### WORK TO BE COMPLETED
Write out only the opening lines of the entries, through the line with "let photos = notifier.photos();".

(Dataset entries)
▬▬▬

#[cfg(test)]
mod tests {
    use super::*;
    use crate::notifier::TransportError;
    use crate::testing::{harness, Harness, MockAnalyzer, MockNotifier};
    use doorman_hw::RelayState;
    use std::time::Duration;

    fn workflow(h: &Harness, notifier: &Arc<MockNotifier>) -> Arc<ApprovalWorkflow> {
        Arc::new(ApprovalWorkflow::new(h.ctx.clone(), notifier.clone()))
    }

    fn origin() -> MessageRef {
        MessageRef {
            chat_id: 42,
            message_id: 7,
        }
    }

    #[tokio::test]
    async fn test_send_alert_success_caches_and_sends_buttons() {
        let h = harness(MockAnalyzer::no_face());
        let notifier = Arc::new(MockNotifier::default());
        let wf = workflow(&h, &notifier);
        let image = h.write_face_image("unknown_1.jpg");

        assert!(wf.send_alert(&image).await);

        assert_eq!(h.ctx.pending.len(), 1);
        let photos = notifier.photos();
        assert_eq!(photos.len(), 1);
        assert_eq!(photos[0].caption, ALERT_CAPTION);
        assert_eq!(photos[0].payloads.len(), 3);
        let payload: DecisionPayload = photos[0].payloads[0].parse().unwrap();
        assert_eq!(payload.action, DecisionAction::AllowAlways);
        assert_eq!(h.ctx.pending.get(&payload.id).unwrap().image_path, image);
    }

    #[tokio::test]
    async fn test_send_alert_missing_image_is_not_cached() {
        let h = harness(MockAnalyzer::no_face());
        let notifier = Arc::new(MockNotifier::default());
        let wf = workflow(&h, &notifier);

        assert!(!wf.send_alert(&h.dir.path().join("missing.jpg")).await);
        let empty = h.dir.path().join("empty.jpg");
        std::fs::write(&empty, b"").unwrap();
        assert!(!wf.send_alert(&empty).await);

        assert!(h.ctx.pending.is_empty());
        assert!(notifier.photos().is_empty());
    }

    #[tokio::test(start_paused = true)]
    async fn test_send_alert_exhausted_retries_fall_back_to_text() {
        let h = harness(MockAnalyzer::no_face());
        let notifier = Arc::new(MockNotifier::default());
        for _ in 0..3 {
            notifier.push_photo_result(Err(TransportError::Transient("timed out".into())));
        }
        let wf = workflow(&h, &notifier);
        let image = h.write_face_image("unknown_2.jpg");

        let started = tokio::time::Instant::now();
        assert!(!wf.send_alert(&image).await);

        assert_eq!(notifier.photos().len(), 3);
        assert!(h.ctx.pending.is_empty());
        assert_eq!(notifier.texts(), vec![FALLBACK_ALERT.to_string()]);
        assert_eq!(started.elapsed(), Duration::from_secs(2 + 4 + 6));
    }

    #[tokio::test(start_paused = true)]
    async fn test_send_alert_retries_then_succeeds() {
        let h = harness(MockAnalyzer::no_face());
        let notifier = Arc::new(MockNotifier::default());
        notifier.push_photo_result(Err(TransportError::Transient("502".into())));
        let wf = workflow(&h, &notifier);
        let image = h.write_face_image("unknown_3.jpg");

        assert!(wf.send_alert(&image).await);
        assert_eq!(notifier.photos().len(), 2);
        assert_eq!(h.ctx.pending.len(), 1);
        assert!(notifier.texts().is_empty());
    }

    #[tokio::test]
    async fn test_send_alert_permanent_failure_aborts_retries() {
        let h = harness(MockAnalyzer::no_face());
        let notifier = Arc::new(MockNotifier::default());
        notifier.push_photo_result(Err(TransportError::Permanent("chat not found".into())));
        let wf = workflow(&h, &notifier);
        let image = h.write_face_image("unknown_4.jpg");

        assert!(!wf.send_alert(&image).await);
        assert_eq!(notifier.photos().len(), 1);
        assert!(h.ctx.pending.is_empty());
        assert_eq!(notifier.texts().len(), 1);
    }

    #[tokio::test(start_paused = true)]
    async fn test_pending_entry_expires_after_retention() {
        let h = harness(MockAnalyzer::no_face());
        let notifier = Arc::new(MockNotifier::default());
        let wf = workflow(&h, &notifier);
        let image = h.write_face_image("unknown_5.jpg");
        assert!(wf.send_alert(&image).await);
        let payload: DecisionPayload = notifier.photos()[0].payloads[1].parse().unwrap();

        tokio::time::sleep(Duration::from_secs(3601)).await;

        assert!(h.ctx.pending.is_empty());
        assert_eq!(
            wf.on_decision(payload.id, payload.action).await,
            Resolution::Expired
        );
        assert_eq!(h.actuator.engagements(), 0);
    }

    #[tokio::test]
    async fn test_allow_always_without_face_changes_nothing() {
        let h = harness(MockAnalyzer::no_face());
        let wf = workflow(&h, &Arc::new(MockNotifier::default()));
        let id = PendingId::generate();
        h.ctx.pending.put(id, h.write_face_image("unknown_6.jpg"));

        let resolution = wf.on_decision(id, DecisionAction::AllowAlways).await;

        assert_eq!(resolution, Resolution::NoFace);
        assert!(h.ctx.store.is_empty());
        assert_eq!(h.actuator.engagements(), 0);
        assert!(h.ctx.pending.is_empty());
    }

    #[tokio::test]
    async fn test_allow_always_adds_identity_then_unlocks() {
        let h = harness(MockAnalyzer::face(vec![0.5, 0.5]));
        let wf = workflow(&h, &Arc::new(MockNotifier::default()));
        let id = PendingId::generate();
        h.ctx.pending.put(id, h.write_face_image("unknown_7.jpg"));

        let resolution = wf.on_decision(id, DecisionAction::AllowAlways).await;

        let Resolution::Added { name, unlocked } = resolution else {
            panic!("expected Added, got {resolution:?}");
        };
        assert!(unlocked);
        assert!(name.starts_with("Person_"));
        assert!(h.ctx.store.contains(&name));
        assert!(h.ctx.config.known_faces_dir().join(format!("{name}.jpg")).exists());
        assert_eq!(h.actuator.engagements(), 1);
        assert_eq!(h.ctx.relay.state(), RelayState::Locked);
        assert!(h.ctx.pending.is_empty());

        // Persisted before the unlock, so a reload sees it.
        let reloaded = doorman_core::IdentityStore::load(h.ctx.store.path()).unwrap();
        assert!(reloaded.contains(&name));
    }

    #[tokio::test]
    async fn test_allow_always_persist_failure_blocks_unlock() {
        let h = Harness::with_unwritable_store(MockAnalyzer::face(vec![0.5, 0.5]));
        let wf = workflow(&h, &Arc::new(MockNotifier::default()));
        let id = PendingId::generate();
        h.ctx.pending.put(id, h.write_face_image("unknown_8.jpg"));

        let resolution = wf.on_decision(id, DecisionAction::AllowAlways).await;

        assert_eq!(resolution, Resolution::PersistFailed);
        assert!(h.ctx.store.is_empty());
        assert_eq!(h.actuator.engagements(), 0);
        assert!(h.ctx.pending.is_empty());
    }

    #[tokio::test]
    async fn test_allow_always_image_deleted() {
        let h = harness(MockAnalyzer::face(vec![0.5]));
        let wf = workflow(&h, &Arc::new(MockNotifier::default()));
        let id = PendingId::generate();
        h.ctx.pending.put(id, h.dir.path().join("gone.jpg"));

        assert_eq!(
            wf.on_decision(id, DecisionAction::AllowAlways).await,
            Resolution::ImageMissing
        );
        assert_eq!(h.actuator.engagements(), 0);
    }

    #[tokio::test]
    async fn test_allow_once_unlocks_without_persisting() {
        let h = harness(MockAnalyzer::face(vec![0.5]));
        let wf = workflow(&h, &Arc::new(MockNotifier::default()));
        let id = PendingId::generate();
        h.ctx.pending.put(id, h.write_face_image("unknown_9.jpg"));

        assert_eq!(
            wf.on_decision(id, DecisionAction::AllowOnce).await,
            Resolution::UnlockedOnce
        );
        assert_eq!(h.actuator.engagements(), 1);
        assert!(h.ctx.store.is_empty());
    }

    #[tokio::test]
    async fn test_allow_once_reports_unlock_failure() {
        let h = harness(MockAnalyzer::face(vec![0.5]));
        h.ctx.relay.cleanup();
        let wf = workflow(&h, &Arc::new(MockNotifier::default()));
        let id = PendingId::generate();
        h.ctx.pending.put(id, h.write_face_image("unknown_10.jpg"));

        assert_eq!(
            wf.on_decision(id, DecisionAction::AllowOnce).await,
            Resolution::UnlockFailed
        );
    }

    #[tokio::test]
    async fn test_deny_and_duplicate_press() {
        let h = harness(MockAnalyzer::face(vec![0.5]));
        let wf = workflow(&h, &Arc::new(MockNotifier::default()));
        let id = PendingId::generate();
        h.ctx.pending.put(id, h.write_face_image("unknown_11.jpg"));

        assert_eq!(wf.on_decision(id, DecisionAction::Deny).await, Resolution::Denied);
        assert_eq!(
            wf.on_decision(id, DecisionAction::AllowOnce).await,
            Resolution::Expired
        );
        assert_eq!(h.actuator.engagements(), 0);
    }

    #[tokio::test]
    async fn test_concurrent_decisions_resolve_once() {
        let h = harness(MockAnalyzer::face(vec![0.5]));
        let wf = workflow(&h, &Arc::new(MockNotifier::default()));
        let id = PendingId::generate();
        h.ctx.pending.put(id, h.write_face_image("unknown_12.jpg"));

        let a = tokio::spawn({
            let wf = wf.clone();
            async move { wf.on_decision(id, DecisionAction::AllowOnce).await }
        });
        let b = tokio::spawn({
            let wf = wf.clone();
            async move { wf.on_decision(id, DecisionAction::AllowOnce).await }
        });
        let results = [a.await.unwrap(), b.await.unwrap()];

        assert_eq!(
            results.iter().filter(|r| **r == Resolution::UnlockedOnce).count(),
            1
        );
        assert!(results.contains(&Resolution::Expired));
        assert_eq!(h.actuator.engagements(), 1);
    }

    #[tokio::test]
    async fn test_report_falls_back_to_text_when_edit_fails() {
        let h = harness(MockAnalyzer::no_face());
        let notifier = Arc::new(MockNotifier::default());
        notifier.fail_edits();
        let wf = workflow(&h, &notifier);

        wf.report(&origin(), &Resolution::Denied).await;

        assert_eq!(notifier.texts(), vec!["Update: Access denied.".to_string()]);
    }

    #[tokio::test]
    async fn test_handle_event_edits_origin_caption() {
        let h = harness(MockAnalyzer::no_face());
        let notifier = Arc::new(MockNotifier::default());
        let wf = workflow(&h, &notifier);

        let resolution = wf
            .handle_event(InboundEvent::Malformed {
                raw: "garbage".into(),
                origin: origin(),
            })
            .await;
        assert_eq!(resolution, Resolution::Malformed);

        let payload = DecisionPayload::new(DecisionAction::Deny, PendingId::generate());
        wf.handle_event(InboundEvent::Decision {
            payload,
            origin: origin(),
        })
        .await;

        assert_eq!(
            notifier.edits(),
            vec![
                (origin(), "Error: Invalid button data format.".to_string()),
                (origin(), "Error: Face data expired or not found.".to_string()),
            ]
        );
    }

    #[tokio::test]
    async fn test_run_stops_on_shutdown() {
        let h = harness(MockAnalyzer::no_face());
        let wf = workflow(&h, &Arc::new(MockNotifier::default()));
        let (_tx, rx) = mpsc::channel(4);

        let dispatcher = tokio::spawn(wf.clone().run(rx));
        wf.shutdown();
        dispatcher.await.unwrap();
        assert!(*wf.shutdown_signal().borrow());
    }

    #[test]
    fn test_resolution_texts() {
        let added = Resolution::Added {
            name: "Person_1".into(),
            unlocked: false,
        };
        assert_eq!(
            added.to_string(),
            "Person added to database as Person_1. Door unlock failed."
        );
        assert_eq!(Resolution::UnlockFailed.to_string(), "Failed to unlock door.");
    }
}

▬▬▬

### ANSWER BELOW
#[cfg(test)]
mod tests {
    use super::*;
    use crate::notifier::TransportError;
    use crate::testing::{harness, Harness, MockAnalyzer, MockNotifier};
    use doorman_hw::RelayState;
    use std::time::Duration;

    fn workflow(h: &Harness, notifier: &Arc<MockNotifier>) -> Arc<ApprovalWorkflow> {
        Arc::new(ApprovalWorkflow::new(h.ctx.clone(), notifier.clone()))
    }

    fn origin() -> MessageRef {
        MessageRef {
            chat_id: 42,
            message_id: 7,
        }
    }

    #[tokio::test]
    async fn test_send_alert_success_caches_and_sends_buttons() {
        let h = harness(MockAnalyzer::no_face());
        let notifier = Arc::new(MockNotifier::default());
        let wf = workflow(&h, &notifier);
        let image = h.write_face_image("unknown_1.jpg");

        assert!(wf.send_alert(&image).await);

        assert_eq!(h.ctx.pending.len(), 1);
        let photos = notifier.photos();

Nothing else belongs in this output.